The task: Read the records and gather each line that includes "found".

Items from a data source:
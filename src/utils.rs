// Copyright (c) 2025 Soumyadip Sarkar.
// All rights reserved.
//
// This source code is licensed under the license found in the
// LICENSE file in the root directory of this source tree.

use anyhow::{Context, Result};
use chrono::{Datelike, Local, Months, NaiveDate};
use clap::ArgMatches;
use comfy_table::{Cell, Table, presets::UTF8_FULL};
use rusqlite::{Connection, params};
use rust_decimal::Decimal;

const UA: &str = concat!("finboard/", env!("CARGO_PKG_VERSION"));

pub fn http_client() -> Result<reqwest::blocking::Client> {
    let c = reqwest::blocking::Client::builder()
        .timeout(std::time::Duration::from_secs(15))
        .user_agent(UA)
        .build()?;
    Ok(c)
}

pub fn parse_date(s: &str) -> Result<NaiveDate> {
    NaiveDate::parse_from_str(s.trim(), "%Y-%m-%d")
        .with_context(|| format!("Invalid date '{}', expected YYYY-MM-DD", s))
}

/// Parses `YYYY-MM` into the first day of that month.
pub fn parse_month(s: &str) -> Result<NaiveDate> {
    NaiveDate::parse_from_str(&format!("{}-01", s.trim()), "%Y-%m-%d")
        .with_context(|| format!("Invalid month '{}', expected YYYY-MM", s))
}

pub fn parse_decimal(s: &str) -> Result<Decimal> {
    s.trim()
        .parse::<Decimal>()
        .with_context(|| format!("Invalid decimal '{}'", s))
}

pub fn fmt_money(d: &Decimal, ccy: &str) -> String {
    format!("{} {:.2}", ccy, d.round_dp(2))
}

pub fn fmt_month(d: NaiveDate) -> String {
    d.format("%Y-%m").to_string()
}

pub fn month_start(d: NaiveDate) -> NaiveDate {
    d.with_day(1).unwrap_or(d)
}

/// Shifts by whole calendar months; the day is clamped to the target month's length.
pub fn add_months(d: NaiveDate, months: u32) -> NaiveDate {
    d.checked_add_months(Months::new(months)).unwrap_or(NaiveDate::MAX)
}

pub fn month_end(month: NaiveDate) -> NaiveDate {
    add_months(month_start(month), 1)
        .pred_opt()
        .unwrap_or(month)
}

/// Number of month boundaries between two dates (`2025-01-31` to `2025-02-01` is 1).
pub fn months_between(from: NaiveDate, to: NaiveDate) -> i32 {
    (to.year() - from.year()) * 12 + to.month() as i32 - from.month() as i32
}

pub fn same_month(a: NaiveDate, b: NaiveDate) -> bool {
    a.year() == b.year() && a.month() == b.month()
}

/// Trimmed value of an argument clap has already marked required.
pub fn req_str<'a>(m: &'a ArgMatches, id: &str) -> Result<&'a str> {
    m.get_one::<String>(id)
        .map(|s| s.trim())
        .with_context(|| format!("--{} is required", id))
}

pub fn opt_str<'a>(m: &'a ArgMatches, id: &str) -> Option<&'a str> {
    m.get_one::<String>(id)
        .map(|s| s.trim())
        .filter(|s| !s.is_empty())
}

pub fn opt_decimal(m: &ArgMatches, id: &str) -> Result<Option<Decimal>> {
    opt_str(m, id).map(parse_decimal).transpose()
}

pub fn opt_date(m: &ArgMatches, id: &str) -> Result<Option<NaiveDate>> {
    opt_str(m, id).map(parse_date).transpose()
}

/// `--today` when given, else the local calendar date.
pub fn today_from(m: &ArgMatches) -> Result<NaiveDate> {
    match opt_str(m, "today") {
        Some(s) => parse_date(s),
        None => Ok(Local::now().date_naive()),
    }
}

pub fn pretty_table(headers: &[&str], rows: Vec<Vec<String>>) -> Table {
    let mut t = Table::new();
    t.load_preset(UTF8_FULL);
    t.set_header(headers.iter().map(|h| Cell::new(*h)));
    for r in rows {
        t.add_row(r.into_iter().map(Cell::new));
    }
    t
}

pub fn id_for_category(conn: &Connection, name: &str) -> Result<i64> {
    let mut stmt = conn.prepare("SELECT id FROM categories WHERE name=?1")?;
    let id: i64 = stmt
        .query_row(params![name], |r| r.get(0))
        .with_context(|| format!("Category '{}' not found", name))?;
    Ok(id)
}

pub fn maybe_print_json<T: serde::Serialize>(
    json_flag: bool,
    jsonl_flag: bool,
    v: &T,
) -> Result<bool> {
    if json_flag {
        println!("{}", serde_json::to_string_pretty(v)?);
        return Ok(true);
    }
    if jsonl_flag {
        // If v is an array, stream each element; else stream single line
        let val = serde_json::to_value(v)?;
        if let Some(arr) = val.as_array() {
            for item in arr {
                println!("{}", serde_json::to_string(item)?);
            }
        } else {
            println!("{}", serde_json::to_string(&val)?);
        }
        return Ok(true);
    }
    Ok(false)
}

#[cfg(test)]
mod tests {
    use super::*;

    fn d(y: i32, m: u32, day: u32) -> NaiveDate {
        NaiveDate::from_ymd_opt(y, m, day).unwrap()
    }

    #[test]
    fn add_months_clamps_to_month_end() {
        assert_eq!(add_months(d(2025, 1, 31), 1), d(2025, 2, 28));
        assert_eq!(add_months(d(2024, 1, 31), 1), d(2024, 2, 29));
        assert_eq!(add_months(d(2025, 11, 15), 3), d(2026, 2, 15));
    }

    #[test]
    fn month_end_handles_leap_years() {
        assert_eq!(month_end(d(2024, 2, 10)), d(2024, 2, 29));
        assert_eq!(month_end(d(2025, 12, 1)), d(2025, 12, 31));
        assert_eq!(month_end(d(2025, 4, 1)), d(2025, 4, 30));
    }

    #[test]
    fn months_between_counts_boundaries() {
        assert_eq!(months_between(d(2025, 1, 31), d(2025, 2, 1)), 1);
        assert_eq!(months_between(d(2025, 10, 19), d(2026, 4, 15)), 6);
        assert_eq!(months_between(d(2025, 5, 1), d(2025, 5, 30)), 0);
    }

    #[test]
    fn parse_month_trims_input() {
        assert_eq!(parse_month(" 2025-08 ").unwrap(), d(2025, 8, 1));
        assert!(parse_month("2025-13").is_err());
    }
}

Answer section:
// This source code is licensed under the license found in the
        .with_context(|| format!("Category '{}' not found", name))?;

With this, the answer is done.